FLATOW: Mm-hmm. And what about the dog, Snuppy? Has that been backed up, or is that suspect now, too?

Dr. KENNEDY: I would think it is. The editors of Nature, which published that paper, have announced their intention to look back carefully into that, and, of course, we've done the same thing at Science to try to find out places where we might have been more thorough, might have been more questioning ourselves.

FLATOW: Mm-hmm. 'Cause I remember speaking about that. I remember when the paper was published and the way that this researcher became equivalent to a rock star in South Korea. The closest--we were talking about this just the other day. The closest I can remember in my lifetime to someone being that popular would have been Jonas Salk to somebody in the States.

Dr.
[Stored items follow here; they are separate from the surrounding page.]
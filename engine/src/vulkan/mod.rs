use anyhow::{anyhow, Result};
use buffer::VulkanBuffer;
use command_buffer::VulkanCommandBuffer;
use context::VulkanContext;
use descriptor::VulkanDescriptor;
use device::VulkanDevice;
use frame::{AcquireOutcome, FrameBackend, FrameScheduler, PresentOutcome};
use framebuffer::VulkanFramebuffer;
use self::image::VulkanImage;
use instance::VulkanInstance;
use log::*;
use pipeline::VulkanPipeline;
use render_pass::VulkanRenderPass;
use swapchain::VulkanSwapchain;
use vulkanalia::{
    loader::{LibloadingLoader, LIBRARY},
    vk::{self, DeviceV1_0, Handle, HasBuilder, KhrSwapchainExtension},
    Entry,
};
use winit::window::Window;

use crate::camera::Camera;
use crate::config::RendererConfig;
use crate::model::{self, ImportTransform, TextureData};
use crate::window::{wait_while_minimized, WindowHost};

pub mod buffer;
pub mod command_buffer;
pub mod constants;
pub mod context;
pub mod descriptor;
pub mod device;
pub mod frame;
pub mod framebuffer;
pub mod image;
pub mod instance;
pub mod pipeline;
pub mod render_pass;
pub mod swapchain;

pub struct VulkanRenderer {
    _entry: Entry,
    instance: VulkanInstance,
    device: VulkanDevice,
    context: VulkanContext,
    scheduler: FrameScheduler,
    cull_back_faces: bool,
    resized: bool,
}

impl VulkanRenderer {
    pub unsafe fn new(window: &Window, config: &RendererConfig) -> Result<VulkanRenderer> {
        let loader = LibloadingLoader::new(LIBRARY)?;
        let entry = Entry::new(loader).map_err(|b| anyhow!("{}", b))?;

        let mut context = VulkanContext::default();
        let instance = VulkanInstance::new(window, &entry, config.validation, &mut context)?;
        instance.create_surface(window, &mut context)?;
        let device = VulkanDevice::new(&entry, &instance, config.sample_count, &mut context)?;

        let size = window.inner_size();
        VulkanSwapchain::create((size.width, size.height), &instance, &device, &mut context)?;
        VulkanSwapchain::create_image_views(&device, &mut context)?;

        context.depth_format = VulkanImage::depth_format(&instance, &context)?;
        VulkanRenderPass::create(&device, &mut context)?;
        VulkanPipeline::create_descriptor_set_layout(&device, &mut context)?;
        VulkanPipeline::create(&device, &mut context, config.cull_back_faces)?;

        VulkanCommandBuffer::create_command_pool(&device, &mut context)?;
        VulkanImage::create_color_objects(&instance, &device, &mut context)?;
        VulkanImage::create_depth_objects(&instance, &device, &mut context)?;
        VulkanFramebuffer::create(&device, &mut context)?;

        // Assets
        let texture = TextureData::load(&config.texture_path)?;
        VulkanImage::create_texture_image(&instance, &device, &mut context, texture)?;
        VulkanImage::create_texture_sampler(&instance, &device, &mut context)?;

        let transform = ImportTransform {
            offset: config.model.offset,
            scale: config.model.scale,
        };
        let mesh = model::load_model(&config.model.path, transform)?;
        VulkanBuffer::create_mesh_buffers(&instance, &device, &mut context, &mesh)?;

        // Per-image state
        VulkanBuffer::create_uniform_buffers(&instance, &device, &mut context)?;
        VulkanDescriptor::create_descriptor_pool(&device, &mut context)?;
        VulkanDescriptor::create_descriptor_sets(&device, &mut context)?;
        VulkanCommandBuffer::create_command_buffers(&device, &mut context)?;

        frame::create_sync_objects(&device, &mut context)?;

        let scheduler =
            FrameScheduler::new(constants::MAX_FRAMES_IN_FLIGHT, context.swapchain_images.len());

        Ok(VulkanRenderer {
            _entry: entry,
            instance,
            device,
            context,
            scheduler,
            cull_back_faces: config.cull_back_faces,
            resized: false,
        })
    }

    /// Flags the swapchain for recreation after the next present.
    pub fn notify_resized(&mut self) {
        self.resized = true;
    }

    pub unsafe fn render(&mut self, host: &mut dyn WindowHost, camera: &mut Camera) -> Result<()> {
        let mut frame = FrameContext {
            instance: &self.instance,
            device: &self.device,
            context: &mut self.context,
            cull_back_faces: self.cull_back_faces,
            host,
            camera,
        };

        self.scheduler.draw_frame(&mut frame, &mut self.resized)
    }

    /// Waits for the device, then tears down and rebuilds everything sized to
    /// the swapchain. Blocks while the window is minimized, and leaves the
    /// swapchain alone if the window is closed meanwhile.
    unsafe fn recreate_swapchain(
        instance: &VulkanInstance,
        device: &VulkanDevice,
        context: &mut VulkanContext,
        cull_back_faces: bool,
        host: &mut dyn WindowHost,
    ) -> Result<()> {
        let Some(framebuffer_size) = wait_while_minimized(host) else {
            debug!("Window closed while minimized, skipping swapchain rebuild.");
            return Ok(());
        };

        device.vk_device.device_wait_idle()?;
        VulkanRenderer::destroy_swapchain(device, context);

        VulkanSwapchain::create(framebuffer_size, instance, device, context)?;
        VulkanSwapchain::create_image_views(device, context)?;
        VulkanRenderPass::create(device, context)?;
        VulkanPipeline::create(device, context, cull_back_faces)?;
        VulkanImage::create_color_objects(instance, device, context)?;
        VulkanImage::create_depth_objects(instance, device, context)?;
        VulkanFramebuffer::create(device, context)?;
        VulkanBuffer::create_uniform_buffers(instance, device, context)?;
        VulkanDescriptor::create_descriptor_pool(device, context)?;
        VulkanDescriptor::create_descriptor_sets(device, context)?;
        VulkanCommandBuffer::create_command_buffers(device, context)?;

        Ok(())
    }

    /// Destroys everything sized to the swapchain, in reverse dependency order.
    /// Handles are taken out of the context first, so teardown after a failed
    /// rebuild only destroys what the rebuild created.
    unsafe fn destroy_swapchain(device: &VulkanDevice, context: &mut VulkanContext) {
        let objects = context.take_swapchain_objects();

        VulkanImage::destroy_attachments(device, &objects);
        VulkanFramebuffer::destroy(device, &objects);
        VulkanCommandBuffer::free_command_buffers(device, context, &objects);
        VulkanPipeline::destroy(device, &objects);
        VulkanRenderPass::destroy(device, &objects);
        VulkanSwapchain::destroy(device, &objects);
        VulkanBuffer::destroy_uniform_buffers(device, &objects);
        VulkanDescriptor::destroy(device, &objects);
    }

    pub unsafe fn destroy(&mut self) {
        if let Err(e) = self.device.vk_device.device_wait_idle() {
            warn!("Failed to wait for device idle before teardown: {}", e);
        }

        VulkanRenderer::destroy_swapchain(&self.device, &mut self.context);
        VulkanImage::destroy_texture(&self.device, &mut self.context);
        VulkanPipeline::destroy_descriptor_set_layout(&self.device, &mut self.context);
        VulkanBuffer::destroy_mesh_buffers(&self.device, &mut self.context);
        frame::destroy_sync_objects(&self.device, &mut self.context);
        VulkanCommandBuffer::destroy_command_pool(&self.device, &mut self.context);
        self.device.destroy();
        self.instance.destroy(&mut self.context);

        info!("Destroyed Vulkan renderer.");
    }
}

/// Borrowed renderer state for one call of the frame scheduler.
struct FrameContext<'a> {
    instance: &'a VulkanInstance,
    device: &'a VulkanDevice,
    context: &'a mut VulkanContext,
    cull_back_faces: bool,
    host: &'a mut dyn WindowHost,
    camera: &'a mut Camera,
}

impl FrameBackend for FrameContext<'_> {
    fn wait_for_slot(&mut self, slot: usize) -> Result<()> {
        unsafe {
            self.device.vk_device.wait_for_fences(
                &[self.context.in_flight_fences[slot]],
                true,
                u64::MAX,
            )?;
        }
        Ok(())
    }

    fn acquire_image(&mut self, slot: usize) -> Result<AcquireOutcome> {
        let result = unsafe {
            self.device.vk_device.acquire_next_image_khr(
                self.context.swapchain,
                u64::MAX,
                self.context.image_available_semaphores[slot],
                vk::Fence::null(),
            )
        };

        // Suboptimal still yields a usable image; present reports it.
        match result {
            Ok((image_index, _)) => Ok(AcquireOutcome::Acquired(image_index as usize)),
            Err(vk::ErrorCode::OUT_OF_DATE_KHR) => Ok(AcquireOutcome::OutOfDate),
            Err(e) => Err(anyhow!(e)),
        }
    }

    fn update_uniforms(&mut self, image_index: usize) -> Result<()> {
        self.camera.advance(self.host.pressed_keys());

        let extent = self.context.swapchain_extent;
        let ubo = self.camera.uniforms(extent.width, extent.height);

        unsafe { VulkanBuffer::write_uniforms(self.device, self.context, image_index, &ubo) }
    }

    fn submit(&mut self, slot: usize, image_index: usize) -> Result<()> {
        let wait_semaphores = &[self.context.image_available_semaphores[slot]];
        let wait_stages = &[vk::PipelineStageFlags::COLOR_ATTACHMENT_OUTPUT];
        let command_buffers = &[self.context.command_buffers[image_index]];
        let signal_semaphores = &[self.context.render_finished_semaphores[slot]];
        let submit_info = vk::SubmitInfo::builder()
            .wait_semaphores(wait_semaphores)
            .wait_dst_stage_mask(wait_stages)
            .command_buffers(command_buffers)
            .signal_semaphores(signal_semaphores);

        unsafe {
            self.device
                .vk_device
                .reset_fences(&[self.context.in_flight_fences[slot]])?;

            self.device.vk_device.queue_submit(
                self.context.graphics_queue,
                &[submit_info],
                self.context.in_flight_fences[slot],
            )?;
        }

        Ok(())
    }

    fn present(&mut self, slot: usize, image_index: usize) -> Result<PresentOutcome> {
        let wait_semaphores = &[self.context.render_finished_semaphores[slot]];
        let swapchains = &[self.context.swapchain];
        let image_indices = &[image_index as u32];
        let present_info = vk::PresentInfoKHR::builder()
            .wait_semaphores(wait_semaphores)
            .swapchains(swapchains)
            .image_indices(image_indices);

        let result = unsafe {
            self.device
                .vk_device
                .queue_present_khr(self.context.present_queue, &present_info)
        };

        let stale = result == Ok(vk::SuccessCode::SUBOPTIMAL_KHR)
            || result == Err(vk::ErrorCode::OUT_OF_DATE_KHR);

        if stale {
            Ok(PresentOutcome::Stale)
        } else if let Err(e) = result {
            Err(anyhow!(e))
        } else {
            Ok(PresentOutcome::Presented)
        }
    }

    fn recreate_swapchain(&mut self) -> Result<usize> {
        unsafe {
            VulkanRenderer::recreate_swapchain(
                self.instance,
                self.device,
                self.context,
                self.cull_back_faces,
                self.host,
            )?;
        }

        Ok(self.context.swapchain_images.len())
    }
}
KENNEDY: Well--and, of course, it's not insignificant that South Korea is an emerging scientific power with a population of people that take great pride in their own nation's achievements. And so he was a kind of folk hero, as you say.

FLATOW: Mm-hmm. Does South Korea suffer a really bad black eye on this?

Dr. KENNEDY: I don't think so at all. I think it would be a terrible shame to associate one case of research misconduct with the nation in which it occurred. We don't think less of either the physics community in the United States or Bell Laboratories for that particular--they were victims. And, in fact, the scientific community, in some sense, would be--will be a victim here if there's an untoward kind of sociopolitical...

FLATOW: Right.

Dr. KENNEDY: ...fallout from this.

FLATOW: `We told you not to study with those embryos,' or something like that.

Dr. KENNEDY: Right.

FLATOW: Yeah.

Dr. KENNEDY: Right, exactly.

FLATOW: Sort of a political fallout like that. So do you think that there's going to be one, or do you think that we can put this behind us?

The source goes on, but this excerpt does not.